Cliff Goodman, originally wrote this blog for Northeast Arc’s Autism Support Center. In it he shares his experience raising a son with autism, and the supports he received from NeArc along the way.

Evan James Goodman was born on March 11, 2002, in Salem, Massachusetts. He attended nursery school at the YMCA daycare center, where one of his teachers approached me, his father, regarding Evan’s unique play habits. Unlike his classmates, who engaged in group play, Evan often played alone and exhibited intense reactions to various classroom events. Concerned, the teacher suggested that Evan be evaluated for a possible sensory disorder.

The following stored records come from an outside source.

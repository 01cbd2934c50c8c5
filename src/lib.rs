//! Warped image gallery: page `<img>` elements mirrored as textured
//! planes in a WebGL2 scene, kept in lockstep with document layout and
//! smoothed scrolling, then drawn through a full-screen pass that
//! smears the picture around the pointer in proportion to how fast it
//! is moving.
//!
//! The geometry, filtering, and uniform math live in plain modules
//! that compile (and test) on any target; everything that touches the
//! DOM or the GPU sits behind `wasm32` and is driven by the exported
//! `Effect` handle.

pub mod camera;
pub mod config;
pub mod layout;
pub mod math;
pub mod pointer;
pub mod post;
pub mod scroll;

#[cfg(target_arch = "wasm32")]
mod wasm {
    mod events;
    mod gl;
    mod scene;
    mod shaders;
    mod texture;

    pub use scene::Effect;

    use wasm_bindgen::prelude::*;

    /// Module entry point: sets up panic reporting and logging. The
    /// page constructs an [`Effect`] itself once its DOM is ready.
    #[wasm_bindgen(start)]
    pub fn main() {
        #[cfg(feature = "console_error_panic_hook")]
        console_error_panic_hook::set_once();
        let _ = console_log::init_with_level(log::Level::Info);
        log::info!("warp module loaded");
    }
}

#[cfg(target_arch = "wasm32")]
pub use wasm::Effect;
//! GLSL ES 3.00 sources for the two render passes.

/// Scene pass vertex shader: places the unit quad at an element's
/// pixel position and size in the camera's screen-matched world.
pub const PLANE_VERTEX: &str = r##"#version 300 es

layout(location = 0) in vec2 position;
layout(location = 1) in vec2 uv;

uniform mat4 uViewProjection;
uniform vec2 uTranslate;
uniform vec2 uScale;

out vec2 vUv;

void main() {
    vUv = uv;
    vec2 world = position * uScale + uTranslate;
    gl_Position = uViewProjection * vec4(world, 0.0, 1.0);
}
"##;

/// Scene pass fragment shader: samples the image texture with a
/// cover-fit crop applied around the UV midpoint.
pub const PLANE_FRAGMENT: &str = r##"#version 300 es
precision highp float;

uniform sampler2D uMap;
uniform vec2 uCover;

in vec2 vUv;
out vec4 fragColor;

void main() {
    vec2 uv = (vUv - 0.5) * uCover + 0.5;
    fragColor = texture(uMap, uv);
}
"##;

/// Distortion pass vertex shader. One oversized triangle covers the
/// whole screen, so there is no diagonal seam to interpolate across.
pub const POST_VERTEX: &str = r##"#version 300 es

layout(location = 0) in vec2 position;

out vec2 vUv;

void main() {
    vUv = position * 0.5 + 0.5;
    gl_Position = vec4(position, 0.0, 1.0);
}
"##;

/// Distortion pass fragment shader.
///
/// A soft circular mask around `uMouse` (aspect-corrected by
/// `resolution`) gates a velocity-scaled UV smear, sampled once per
/// channel at slightly different offsets for a chromatic fringe.
/// Alpha comes from the undistorted sample so the pass stays
/// transparent where the scene is.
pub const POST_FRAGMENT: &str = r##"#version 300 es
precision highp float;

uniform sampler2D tDiffuse;
uniform float time;
uniform float uVelo;
uniform vec2 uMouse;
uniform vec2 resolution;

in vec2 vUv;
out vec4 fragColor;

float circle(vec2 uv, vec2 center, float radius, float border) {
    uv -= center;
    uv *= resolution;
    return smoothstep(radius + border, radius - border, sqrt(dot(uv, uv)));
}

void main() {
    vec2 newUV = vUv;
    float mask = circle(vUv, uMouse, 0.0, 0.2);

    // Offsets accumulate, pushing each channel a little further.
    newUV += mask * (uVelo * 0.50);
    float r = texture(tDiffuse, newUV).r;
    newUV += mask * (uVelo * 0.525);
    float g = texture(tDiffuse, newUV).g;
    newUV += mask * (uVelo * 0.55);
    float b = texture(tDiffuse, newUV).b;

    float a = texture(tDiffuse, vUv).a;
    fragColor = vec4(r, g, b, a);
}
"##;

Consequently, I took him to the Multidisciplinary Evaluation Center (MDEC) at Salem Hospital, where in 2004, Evan was diagnosed with autism spectrum disorder. At that time, different names were used for various aspects of the autism spectrum, which are now collectively referred to as ASD. Following this diagnosis, we promptly enrolled Evan in Northeast Arc’s Early Intervention program, and eventually the Building Blocks program.

Just months before Evan turned three, Massachusetts law required him to attend public school, leading to his enrollment at Bentley School in Salem. Evan participated in several sensory therapy groups focusing on disciplines such as applied behavioral analysis (ABA) therapy, occupational therapy, and physical therapy due to his condition, known as hypotonia, which is characterized by low muscle tone.

As Evan grew older, his sensory issues became more pronounced, occasionally resulting in meltdowns and self-harm. We sought further assistance from NeArc’s Autism Support Center, which provided invaluable resources and services. We also involved Evan in various social groups and activities, including sibling workshops, that were beneficial to his younger brother.

Evan continued to progress through the public school system, eventually reaching high school. During his teenage years, his sensory issues intensified, prompting us to seek help from various state agencies. Over the next four years, Evan transitioned through several residential school settings, until he turned 22.

Now, at 22, he resides in a residential home near his family, but he frequently visits home and is adjusting well to his new living arrangements. Since his return to the North Shore area, our father-son relationship has blossomed, and we hope Evan will continue to thrive and lead a fulfilling life on his own terms.

As a professional musician, I have long aspired to raise awareness about autism and support this organization that has been instrumental in helping our family. On March 1, 2024, my country band, Pick 6, hosted a benefit at the Byfield Arts Center, successfully raising funds for the Northeast Arc’s Autism Support Center. I am forever grateful for the supports we received over the years!